The problem:
All records should be written out again exactly.
--- Dataset excerpts ---
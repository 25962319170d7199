// API data model: credentials, tokens, observable states and call descriptors.

pub mod connection_state;
pub mod credentials;
pub mod descriptor;
pub mod session_state;
pub mod token;

pub use connection_state::ConnectionState;
pub use credentials::Credentials;
pub use descriptor::{ApiResponse, Descriptor, JsonResponse, SessionCall, TokenlessCall};
pub use session_state::SessionState;
pub use token::{SessionTokenData, SessionTokenResponse};
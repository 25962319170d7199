// Login credentials and change detection.

use std::collections::hash_map::DefaultHasher;
use std::fmt;
use std::hash::{Hash, Hasher};

/// The ways a client can authenticate to mint session tokens.
#[derive(Clone, PartialEq, Eq, Hash)]
pub enum Credentials {
    Email { email: String, password: String },
    /// Login through the account's ekey instead of its email address.
    Ekey { ekey: String, password: String },
    Facebook { access_token: String },
}

impl Credentials {
    pub fn email(email: impl Into<String>, password: impl Into<String>) -> Self {
        Credentials::Email {
            email: email.into(),
            password: password.into(),
        }
    }

    pub fn ekey(ekey: impl Into<String>, password: impl Into<String>) -> Self {
        Credentials::Ekey {
            ekey: ekey.into(),
            password: password.into(),
        }
    }

    pub fn facebook(access_token: impl Into<String>) -> Self {
        Credentials::Facebook {
            access_token: access_token.into(),
        }
    }

    /// Stable within one process; used to spot credential changes in logs and
    /// bookkeeping without holding on to the secrets.
    pub fn credentials_hash(&self) -> u64 {
        let mut hasher = DefaultHasher::new();
        self.hash(&mut hasher);
        hasher.finish()
    }

    pub fn kind(&self) -> &'static str {
        match self {
            Credentials::Email { .. } => "email",
            Credentials::Ekey { .. } => "ekey",
            Credentials::Facebook { .. } => "facebook",
        }
    }
}

impl fmt::Debug for Credentials {
    fn fmt(&self, f: &mut fmt::Formatter<'_>) -> fmt::Result {
        match self {
            Credentials::Email { email, .. } => f
                .debug_struct("Email")
                .field("email", email)
                .field("password", &"<redacted>")
                .finish(),
            Credentials::Ekey { ekey, .. } => f
                .debug_struct("Ekey")
                .field("ekey", ekey)
                .field("password", &"<redacted>")
                .finish(),
            Credentials::Facebook { .. } => f
                .debug_struct("Facebook")
                .field("access_token", &"<redacted>")
                .finish(),
        }
    }
}

#[cfg(test)]
mod tests {
    use super::*;

    #[test]
    fn test_structural_equality() {
        assert_eq!(
            Credentials::email("a@b.c", "pw"),
            Credentials::email("a@b.c", "pw")
        );
        assert_ne!(
            Credentials::email("a@b.c", "pw"),
            Credentials::email("a@b.c", "other")
        );
        assert_ne!(Credentials::email("x", "pw"), Credentials::ekey("x", "pw"));
    }

    #[test]
    fn test_hash_tracks_equality() {
        let a = Credentials::facebook("tok");
        assert_eq!(a.credentials_hash(), Credentials::facebook("tok").credentials_hash());
        assert_ne!(a.credentials_hash(), Credentials::facebook("tok2").credentials_hash());
    }

    #[test]
    fn test_debug_hides_secrets() {
        let text = format!("{:?}", Credentials::email("me@example.com", "hunter2"));
        assert!(text.contains("me@example.com"));
        assert!(!text.contains("hunter2"));
        let text = format!("{:?}", Credentials::facebook("secret-token"));
        assert!(!text.contains("secret-token"));
    }
}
---
Result of the task:
repository 25962319170d7199
// API data model: credentials, tokens, observable states and call descriptors.

pub mod connection_state;
pub mod credentials;
pub mod descriptor;
pub mod session_state;
pub mod token;

pub use connection_state::ConnectionState;
pub use credentials::Credentials;
pub use descriptor::{ApiResponse, Descriptor, JsonResponse, SessionCall, TokenlessCall};
pub use session_state::SessionState;
pub use token::{SessionTokenData, SessionTokenResponse};
repository 25962319170d7199
// Login credentials and change detection.

use std::collections::hash_map::DefaultHasher;
use std::fmt;
use std::hash::{Hash, Hasher};

/// The ways a client can authenticate to mint session tokens.
#[derive(Clone, PartialEq, Eq, Hash)]
pub enum Credentials {
    Email { email: String, password: String },
    /// Login through the account's ekey instead of its email address.
    Ekey { ekey: String, password: String },
    Facebook { access_token: String },
}

impl Credentials {
    pub fn email(email: impl Into<String>, password: impl Into<String>) -> Self {
        Credentials::Email {
            email: email.into(),
            password: password.into(),
        }
    }

    pub fn ekey(ekey: impl Into<String>, password: impl Into<String>) -> Self {
        Credentials::Ekey {
            ekey: ekey.into(),
            password: password.into(),
        }
    }

    pub fn facebook(access_token: impl Into<String>) -> Self {
        Credentials::Facebook {
            access_token: access_token.into(),
        }
    }

    /// Stable within one process; used to spot credential changes in logs and
    /// bookkeeping without holding on to the secrets.
    pub fn credentials_hash(&self) -> u64 {
        let mut hasher = DefaultHasher::new();
        self.hash(&mut hasher);
        hasher.finish()
    }

    pub fn kind(&self) -> &'static str {
        match self {
            Credentials::Email { .. } => "email",
            Credentials::Ekey { .. } => "ekey",
            Credentials::Facebook { .. } => "facebook",
        }
    }
}

impl fmt::Debug for Credentials {
    fn fmt(&self, f: &mut fmt::Formatter<'_>) -> fmt::Result {
        match self {
            Credentials::Email { email, .. } => f
                .debug_struct("Email")
                .field("email", email)
                .field("password", &"<redacted>")
                .finish(),
            Credentials::Ekey { ekey, .. } => f
                .debug_struct("Ekey")
                .field("ekey", ekey)
                .field("password", &"<redacted>")
                .finish(),
            Credentials::Facebook { .. } => f
                .debug_struct("Facebook")
                .field("access_token", &"<redacted>")
                .finish(),
        }
    }
}

#[cfg(test)]
mod tests {
    use super::*;

    #[test]
    fn test_structural_equality() {
        assert_eq!(
            Credentials::email("a@b.c", "pw"),
            Credentials::email("a@b.c", "pw")
        );
        assert_ne!(
            Credentials::email("a@b.c", "pw"),
            Credentials::email("a@b.c", "other")
        );
        assert_ne!(Credentials::email("x", "pw"), Credentials::ekey("x", "pw"));
    }

    #[test]
    fn test_hash_tracks_equality() {
        let a = Credentials::facebook("tok");
        assert_eq!(a.credentials_hash(), Credentials::facebook("tok").credentials_hash());
        assert_ne!(a.credentials_hash(), Credentials::facebook("tok2").credentials_hash());
    }

    #[test]
    fn test_debug_hides_secrets() {
        let text = format!("{:?}", Credentials::email("me@example.com", "hunter2"));
        assert!(text.contains("me@example.com"));
        assert!(!text.contains("hunter2"));
        let text = format!("{:?}", Credentials::facebook("secret-token"));
        assert!(!text.contains("secret-token"));
    }
}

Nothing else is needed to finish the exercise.